TASK: Output all entries precisely.

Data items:
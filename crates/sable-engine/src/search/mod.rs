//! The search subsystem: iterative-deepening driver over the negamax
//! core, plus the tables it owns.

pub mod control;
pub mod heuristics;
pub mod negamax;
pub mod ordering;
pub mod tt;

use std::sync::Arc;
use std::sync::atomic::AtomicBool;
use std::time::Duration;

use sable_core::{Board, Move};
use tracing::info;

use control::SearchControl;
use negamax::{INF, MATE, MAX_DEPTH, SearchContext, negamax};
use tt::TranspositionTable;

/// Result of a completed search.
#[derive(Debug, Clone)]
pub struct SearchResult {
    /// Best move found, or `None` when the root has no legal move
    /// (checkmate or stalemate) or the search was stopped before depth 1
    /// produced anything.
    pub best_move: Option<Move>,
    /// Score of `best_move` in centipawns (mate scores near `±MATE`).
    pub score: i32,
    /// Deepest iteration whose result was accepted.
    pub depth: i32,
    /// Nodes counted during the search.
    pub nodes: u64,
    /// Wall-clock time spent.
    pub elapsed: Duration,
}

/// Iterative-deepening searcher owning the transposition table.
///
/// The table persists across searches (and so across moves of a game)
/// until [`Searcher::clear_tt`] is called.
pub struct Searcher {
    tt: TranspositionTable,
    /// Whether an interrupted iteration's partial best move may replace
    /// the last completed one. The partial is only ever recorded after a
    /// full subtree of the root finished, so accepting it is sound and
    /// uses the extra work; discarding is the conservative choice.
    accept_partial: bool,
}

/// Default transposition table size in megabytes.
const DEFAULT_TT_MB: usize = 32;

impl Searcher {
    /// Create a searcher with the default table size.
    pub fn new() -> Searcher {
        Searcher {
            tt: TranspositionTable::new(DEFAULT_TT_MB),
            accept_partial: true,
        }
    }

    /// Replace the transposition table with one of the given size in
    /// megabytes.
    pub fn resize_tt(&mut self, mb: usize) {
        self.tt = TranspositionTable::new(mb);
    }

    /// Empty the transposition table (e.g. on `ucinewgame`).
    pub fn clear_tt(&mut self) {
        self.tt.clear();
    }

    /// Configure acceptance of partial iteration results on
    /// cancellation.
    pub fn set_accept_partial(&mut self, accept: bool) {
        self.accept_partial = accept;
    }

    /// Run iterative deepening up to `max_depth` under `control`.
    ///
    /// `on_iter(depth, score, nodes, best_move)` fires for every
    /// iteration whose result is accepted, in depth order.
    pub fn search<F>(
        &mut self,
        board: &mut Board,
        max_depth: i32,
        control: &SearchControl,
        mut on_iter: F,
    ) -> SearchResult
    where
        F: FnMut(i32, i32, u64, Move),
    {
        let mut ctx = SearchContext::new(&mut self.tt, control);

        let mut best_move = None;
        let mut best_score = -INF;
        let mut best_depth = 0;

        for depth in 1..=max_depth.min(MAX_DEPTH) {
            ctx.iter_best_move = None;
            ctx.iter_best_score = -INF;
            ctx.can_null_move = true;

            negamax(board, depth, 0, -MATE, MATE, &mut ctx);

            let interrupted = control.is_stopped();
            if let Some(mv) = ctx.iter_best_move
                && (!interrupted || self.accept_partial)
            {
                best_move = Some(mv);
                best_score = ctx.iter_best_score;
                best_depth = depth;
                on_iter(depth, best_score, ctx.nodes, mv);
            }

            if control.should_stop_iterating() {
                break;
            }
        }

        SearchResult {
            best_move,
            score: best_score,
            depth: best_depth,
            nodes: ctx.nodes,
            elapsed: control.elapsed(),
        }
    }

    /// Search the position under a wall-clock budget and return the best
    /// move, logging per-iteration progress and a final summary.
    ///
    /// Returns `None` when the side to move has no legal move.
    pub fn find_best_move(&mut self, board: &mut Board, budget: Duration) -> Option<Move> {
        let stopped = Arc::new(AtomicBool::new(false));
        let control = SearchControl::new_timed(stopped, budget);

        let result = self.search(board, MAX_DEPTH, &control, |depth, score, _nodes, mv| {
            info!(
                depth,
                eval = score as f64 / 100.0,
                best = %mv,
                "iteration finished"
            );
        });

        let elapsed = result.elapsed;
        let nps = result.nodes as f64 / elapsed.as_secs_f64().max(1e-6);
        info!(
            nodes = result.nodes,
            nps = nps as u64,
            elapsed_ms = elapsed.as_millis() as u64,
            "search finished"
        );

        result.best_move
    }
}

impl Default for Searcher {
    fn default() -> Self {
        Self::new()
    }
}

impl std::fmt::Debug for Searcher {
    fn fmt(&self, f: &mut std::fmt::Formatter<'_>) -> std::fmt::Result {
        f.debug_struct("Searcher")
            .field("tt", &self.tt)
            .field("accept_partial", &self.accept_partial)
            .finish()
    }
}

RESPONSE AREA:
filename crates/sable-engine/src/search/mod.rs
//! The search subsystem: iterative-deepening driver over the negamax
//! core, plus the tables it owns.

pub mod control;
pub mod heuristics;
pub mod negamax;
pub mod ordering;
pub mod tt;

use std::sync::Arc;
use std::sync::atomic::AtomicBool;
use std::time::Duration;

use sable_core::{Board, Move};
use tracing::info;

use control::SearchControl;
use negamax::{INF, MATE, MAX_DEPTH, SearchContext, negamax};
use tt::TranspositionTable;

/// Result of a completed search.
#[derive(Debug, Clone)]
pub struct SearchResult {
    /// Best move found, or `None` when the root has no legal move
    /// (checkmate or stalemate) or the search was stopped before depth 1
    /// produced anything.
    pub best_move: Option<Move>,
    /// Score of `best_move` in centipawns (mate scores near `±MATE`).
    pub score: i32,
    /// Deepest iteration whose result was accepted.
    pub depth: i32,
    /// Nodes counted during the search.
    pub nodes: u64,
    /// Wall-clock time spent.
    pub elapsed: Duration,
}

/// Iterative-deepening searcher owning the transposition table.
///
/// The table persists across searches (and so across moves of a game)
/// until [`Searcher::clear_tt`] is called.
pub struct Searcher {
    tt: TranspositionTable,
    /// Whether an interrupted iteration's partial best move may replace
    /// the last completed one. The partial is only ever recorded after a
    /// full subtree of the root finished, so accepting it is sound and
    /// uses the extra work; discarding is the conservative choice.
    accept_partial: bool,
}

/// Default transposition table size in megabytes.
const DEFAULT_TT_MB: usize = 32;

impl Searcher {
    /// Create a searcher with the default table size.
    pub fn new() -> Searcher {
        Searcher {
            tt: TranspositionTable::new(DEFAULT_TT_MB),
            accept_partial: true,
        }
    }

    /// Replace the transposition table with one of the given size in
    /// megabytes.
    pub fn resize_tt(&mut self, mb: usize) {
        self.tt = TranspositionTable::new(mb);
    }

    /// Empty the transposition table (e.g. on `ucinewgame`).
    pub fn clear_tt(&mut self) {
        self.tt.clear();
    }

    /// Configure acceptance of partial iteration results on
    /// cancellation.
    pub fn set_accept_partial(&mut self, accept: bool) {
        self.accept_partial = accept;
    }

    /// Run iterative deepening up to `max_depth` under `control`.
    ///
    /// `on_iter(depth, score, nodes, best_move)` fires for every
    /// iteration whose result is accepted, in depth order.
    pub fn search<F>(
        &mut self,
        board: &mut Board,
        max_depth: i32,
        control: &SearchControl,
        mut on_iter: F,
    ) -> SearchResult
    where
        F: FnMut(i32, i32, u64, Move),
    {
        let mut ctx = SearchContext::new(&mut self.tt, control);

        let mut best_move = None;
        let mut best_score = -INF;
        let mut best_depth = 0;

        for depth in 1..=max_depth.min(MAX_DEPTH) {
            ctx.iter_best_move = None;
            ctx.iter_best_score = -INF;
            ctx.can_null_move = true;

            negamax(board, depth, 0, -MATE, MATE, &mut ctx);

            let interrupted = control.is_stopped();
            if let Some(mv) = ctx.iter_best_move
                && (!interrupted || self.accept_partial)
            {
                best_move = Some(mv);
                best_score = ctx.iter_best_score;
                best_depth = depth;
                on_iter(depth, best_score, ctx.nodes, mv);
            }

            if control.should_stop_iterating() {
                break;
            }
        }

        SearchResult {
            best_move,
            score: best_score,
            depth: best_depth,
            nodes: ctx.nodes,
            elapsed: control.elapsed(),
        }
    }

    /// Search the position under a wall-clock budget and return the best
    /// move, logging per-iteration progress and a final summary.
    ///
    /// Returns `None` when the side to move has no legal move.
    pub fn find_best_move(&mut self, board: &mut Board, budget: Duration) -> Option<Move> {
        let stopped = Arc::new(AtomicBool::new(false));
        let control = SearchControl::new_timed(stopped, budget);

        let result = self.search(board, MAX_DEPTH, &control, |depth, score, _nodes, mv| {
            info!(
                depth,
                eval = score as f64 / 100.0,
                best = %mv,
                "iteration finished"
            );
        });

        let elapsed = result.elapsed;
        let nps = result.nodes as f64 / elapsed.as_secs_f64().max(1e-6);
        info!(
            nodes = result.nodes,
            nps = nps as u64,
            elapsed_ms = elapsed.as_millis() as u64,
            "search finished"
        );

        result.best_move
    }
}

impl Default for Searcher {
    fn default() -> Self {
        Self::new()
    }
}

impl std::fmt::Debug for Searcher {
    fn fmt(&self, f: &mut std::fmt::Formatter<'_>) -> std::fmt::Result {
        f.debug_struct("Searcher")
            .field("tt", &self.tt)
            .field("accept_partial", &self.accept_partial)
            .finish()
    }
}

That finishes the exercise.